Case Law
2025-11-27
Subject: Insolvency and Bankruptcy Law - Personal Guarantor Insolvency
Mumbai, October 27, 2025 – The National Company Law Tribunal (NCLT), Mumbai Bench, has initiated an insolvency resolution process against a personal guarantor, holding that a notice issued under the SARFAESI Act can be construed as a valid invocation of a personal guarantee. The bench, comprising Member (Technical) Shri Anil Raj Chellan and Member (Judicial) Shri K. R. Saji Kumar, also ruled that an arbitral award acts as an acknowledgment of debt, thereby extending the limitation period for filing an insolvency application.
The ruling came in an application filed by Solapur Janata Sahakari Bank Limited under Section 95 of the Insolvency and Bankruptcy Code (IBC), 2016, against Mr. Mukund Pandharinath Kulkarni, a personal guarantor for loans extended to Shetkari Sakhar Karkhana (Chandrapuri) Limited.
Solapur Janata Sahakari Bank had sanctioned credit facilities totaling Rs. 15 crore to the corporate debtor, Shetkari Sakhar Karkhana, in 2015 and 2016. Mr. Kulkarni provided personal guarantees for these loans. Following defaults by the corporate debtor in 2016-17, the bank initiated several recovery actions.
A Corporate Insolvency Resolution Process (CIRP) was initiated against the corporate debtor in January 2019, which culminated in the approval of a resolution plan. Separately, the bank issued a notice under Section 13(2) of the SARFAESI Act in November 2017 and also obtained an arbitral award in its favour in March 2019. Subsequently, in November 2021, the bank filed the present application to initiate insolvency against the personal guarantor for an outstanding debt of over Rs. 14.75 crore.
Arguments of the Personal Guarantor:
Mr. Kulkarni's counsel, Adv. Jack Thalakottur, raised several objections to the maintainability of the application:
* Time-Barred: The application, filed in November 2021, was barred by limitation as the dates of default were in 2016 and 2017.
* No Valid Invocation: The notice under Section 13(2) of the SARFAESI Act was a statutory notice for enforcing security interest and could not be treated as a formal invocation of the personal guarantee.
* Discharge of Liability: The approval of the resolution plan for the corporate debtor had extinguished all related liabilities, thereby discharging the personal guarantor.
* Forum Shopping: The financial creditor was pursuing multiple remedies simultaneously across different forums, including arbitration and SARFAESI proceedings.

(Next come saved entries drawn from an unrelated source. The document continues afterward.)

//! Golden tests for planetary positions and the ascendant.
//!
//! Pure-math tests, no fixture files needed.

use jataka_base::{Body, Sign, ascendant, mean_longitude_deg, normalize_360, planet_positions};
use jataka_time::{CivilMoment, J2000_JD};

// ---------------------------------------------------------------------------
// Planetary positions
// ---------------------------------------------------------------------------

#[test]
fn sun_and_moon_at_j2000_noon() {
    let sun = mean_longitude_deg(Body::Sun, J2000_JD);
    assert!((sun - 280.46).abs() < 0.01, "Sun = {sun}, expected ~280.46");
    let moon = mean_longitude_deg(Body::Moon, J2000_JD);
    assert!(
        (moon - 218.316).abs() < 0.001,
        "Moon = {moon}, expected ~218.316"
    );
}

#[test]
fn node_antipodal_across_a_century() {
    // Rahu/Ketu stay exactly 180 deg apart at any epoch.
    for k in 0..100 {
        let jd = 2_433_282.5 + k as f64 * 365.25;
        let rahu = mean_longitude_deg(Body::Rahu, jd);
        let ketu = mean_longitude_deg(Body::Ketu, jd);
        let gap = normalize_360(ketu - rahu);
        assert!((gap - 180.0).abs() < 1e-9, "jd {jd}: gap {gap}");
    }
}

#[test]
fn moon_outpaces_saturn() {
    // Daily motion ordering: Moon ~13.18 deg/day, Saturn ~0.033 deg/day.
    let jd = 2_460_000.5;
    let moon_step = normalize_360(
        mean_longitude_deg(Body::Moon, jd + 1.0) - mean_longitude_deg(Body::Moon, jd),
    );
    let saturn_step = normalize_360(
        mean_longitude_deg(Body::Saturn, jd + 1.0) - mean_longitude_deg(Body::Saturn, jd),
    );
    assert!((moon_step - 13.176).abs() < 0.001);
    assert!((saturn_step - 0.0334).abs() < 0.001);
}

#[test]
fn all_positions_normalized_and_signed() {
    let positions = planet_positions(2_466_520.75, 4).unwrap();
    for pos in positions.iter() {
        assert!(
            (0.0..360.0).contains(&pos.longitude),
            "{}: {}",
            pos.body,
            pos.longitude
        );
        assert!((0.0..30.0).contains(&pos.degree_in_sign), "{}", pos.body);
        assert_eq!(pos.sign, Sign::from_longitude(pos.longitude), "{}", pos.body);
    }
}

#[test]
fn precision_controls_rounding() {
    let coarse = planet_positions(2_460_000.123_456, 1).unwrap();
    let fine = planet_positions(2_460_000.123_456, 6).unwrap();
    for (c, f) in coarse.iter().zip(fine.iter()) {
        assert!((c.longitude - f.longitude).abs() <= 0.05 + 1e-9, "{}", c.body);
        // One fractional digit: value times 10 is integral.
        let scaled = c.longitude * 10.0;
        assert!((scaled - scaled.round()).abs() < 1e-9, "{}", c.body);
    }
}

// ---------------------------------------------------------------------------
// Ascendant
// ---------------------------------------------------------------------------

#[test]
fn ascendant_for_known_moment() {
    // 1990-05-15 14:30 IST, New Delhi. The exact value is pinned by the
    // formula; check the derived fields agree with the longitude.
    let m = CivilMoment::new(1990, 5, 15, 14, 30, 0, 330);
    let asc = ascendant(m.to_julian_day(), 28.6139, 77.2090, 4).unwrap();
    assert_eq!(asc.sign, Sign::from_longitude(asc.longitude));
    assert!((asc.degree_in_sign - asc.longitude % 30.0).abs() < 1e-4);
    assert!((0.0..360.0).contains(&asc.longitude));
}

#[test]
fn ascendant_advances_with_time() {
    // Over ~2 hours the ascendant moves roughly a sign.
    let base = CivilMoment::new(2024, 3, 20, 6, 0, 0, 0).to_julian_day();
    let asc1 = ascendant(base, 51.5, 0.0, 6).unwrap();
    let asc2 = ascendant(base + 2.0 / 24.0, 51.5, 0.0, 6).unwrap();
    let moved = normalize_360(asc2.longitude - asc1.longitude);
    assert!(
        (10.0..60.0).contains(&moved),
        "ascendant moved {moved} deg in 2 h"
    );
}

#[test]
fn gmst_seed_at_j2000() {
    let asc = ascendant(J2000_JD, 10.0, 0.0, 4).unwrap();
    assert!(
        (asc.greenwich_sidereal_time - 280.4606).abs() < 0.001,
        "gmst = {}",
        asc.greenwich_sidereal_time
    );
    assert_eq!(asc.local_sidereal_time, asc.greenwich_sidereal_time);
}
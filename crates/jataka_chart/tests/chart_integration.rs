//! End-to-end chart computation tests.

use jataka_base::{Body, normalize_360};
use jataka_chart::{ChartRequest, compute_chart};

fn delhi_chart() -> jataka_chart::ChartResult {
    let req = ChartRequest::parse("1990-05-15", "14:30", 330, 28.6139, 77.2090, None).unwrap();
    compute_chart(&req).unwrap()
}

#[test]
fn equal_house_invariant() {
    let chart = delhi_chart();
    for i in 0..11 {
        let gap = normalize_360(chart.cusps[i + 1].longitude - chart.cusps[i].longitude);
        assert!((gap - 30.0).abs() < 1e-4, "gap after cusp {}: {gap}", i + 1);
    }
    let last = normalize_360(chart.cusps[11].longitude - chart.ascendant.longitude);
    assert!((last - 330.0).abs() < 1e-4);
}

#[test]
fn every_body_has_a_kp_row_and_house() {
    let chart = delhi_chart();
    for pos in chart.planets.iter() {
        let row = chart
            .kp_table
            .iter()
            .find(|r| r.point == jataka_chart::KpPoint::Planet(pos.body))
            .unwrap_or_else(|| panic!("{} missing from KP table", pos.body));
        assert!((1..=12).contains(&row.house_number), "{}", pos.body);
        assert!(
            chart.houses.occupants(row.house_number).contains(&pos.body),
            "{} not in house {}",
            pos.body,
            row.house_number
        );
    }
}

#[test]
fn dasha_anchored_to_moon() {
    let chart = delhi_chart();
    let moon = chart.planets.get(Body::Moon).longitude;
    let expected_lord = jataka_base::nakshatra_at(moon).lord;
    assert_eq!(chart.vimshottari.current.lord, expected_lord);
    assert!(chart.vimshottari.current.balance_years.is_some());

    let jd = chart.meta.julian_day;
    let cur = &chart.vimshottari.current;
    assert!(cur.start_jd <= jd && jd <= cur.end_jd);
}

#[test]
fn different_offsets_shift_the_chart() {
    let utc = ChartRequest::parse("2000-01-01", "12:00", 0, 28.6139, 77.2090, None).unwrap();
    let ist = ChartRequest::parse("2000-01-01", "12:00", 330, 28.6139, 77.2090, None).unwrap();
    let a = compute_chart(&utc).unwrap();
    let b = compute_chart(&ist).unwrap();
    assert_eq!(a.meta.julian_day, 2_451_545.0);
    assert!(
        (a.meta.julian_day - b.meta.julian_day - 330.0 / 1440.0).abs() < 1e-9,
        "offset not applied"
    );
    assert_ne!(a.ascendant.longitude, b.ascendant.longitude);
}

#[test]
fn precision_flows_through_the_aggregate() {
    let req = ChartRequest::parse("1990-05-15", "14:30", 330, 28.6139, 77.2090, Some(2)).unwrap();
    let chart = compute_chart(&req).unwrap();
    for pos in chart.planets.iter() {
        let scaled = pos.longitude * 100.0;
        assert!(
            (scaled - scaled.round()).abs() < 1e-9,
            "{} not rounded to 2 digits: {}",
            pos.body,
            pos.longitude
        );
    }
}

#[test]
fn validation_errors_surface_before_computation() {
    assert!(ChartRequest::parse("15-05-1990", "14:30", 330, 28.6, 77.2, None).is_err());
    assert!(ChartRequest::parse("1990-05-15", "2pm", 330, 28.6, 77.2, None).is_err());
}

Arguments of the Financial Creditor:
Represented by Adv. Raina Birla, the bank contended: * The SARFAESI notice was addressed to the guarantors and explicitly demanded repayment, fulfilling the requirements of the guarantee deed. * The arbitral award passed on March 11, 2019, constituted a fresh acknowledgment of debt, resetting the limitation period. * The liability of a personal guarantor is co-extensive and independent of the corporate debtor's liability, and is not extinguished by the approval of a resolution plan.
The NCLT meticulously analyzed three primary legal questions before admitting the application.
1. Can a SARFAESI Notice be a Valid Invocation of Guarantee?
The Tribunal found that the notice dated November 21, 2017, though issued under the SARFAESI Act, was explicitly addressed to the guarantors and called upon them to repay the outstanding amount. The guarantee deed stipulated that the liability would arise "merely upon the Bank sending to the Guarantors a demand." The NCLT held that the SARFAESI notice satisfied this condition. It observed:
> "While the notice issued by the Financial Creditor on 21.11.2017 is a statutory notice issued under the SARFAESI Act, it also made a demand on the guarantors by addressing them to make payment within 60 days from the date of notice. A mere demand on the guarantor satisfies the requirement specified in the deed of guarantee... Thus, the notice fulfils the condition stipulated under personal guarantee and can be treated as valid invocation."
2. Is the Application Barred by Limitation?
Addressing the guarantor's primary defence, the Tribunal held that the arbitral award of March 11, 2019, gave a fresh cause of action to the financial creditor. Citing the Supreme Court's landmark judgment in Dena Bank v. C. Shivakumar Reddy , the bench affirmed that an arbitral award for payment of money falls within the ambit of a financial debt and can be considered an acknowledgment of debt. The Tribunal noted:
> "Given the fact that the Award was passed on 11.03.2019 and the present Application was filed on 01.12.2021, we are of the view that the Application is very much within the period of limitation."
3. Does a Resolution Plan Discharge the Guarantor?
The Tribunal swiftly dismissed the argument that the guarantor was discharged due to the corporate debtor's resolution plan. It relied on the authoritative Supreme Court ruling in Lalit Kumar Jain v. Union of India & Ors. , which conclusively held that the approval of a resolution plan does not automatically absolve a personal guarantor of their liabilities under an independent contract of guarantee.
Finding merit in the financial creditor's application, the NCLT admitted the plea and initiated the Insolvency Resolution Process against Mr. Mukund Pandharinath Kulkarni. A moratorium under Section 101 of the IBC has been declared, staying all pending legal actions against the guarantor in respect of his debts. Mr. Sanjay Shrivastava has been appointed as the Resolution Professional to oversee the process.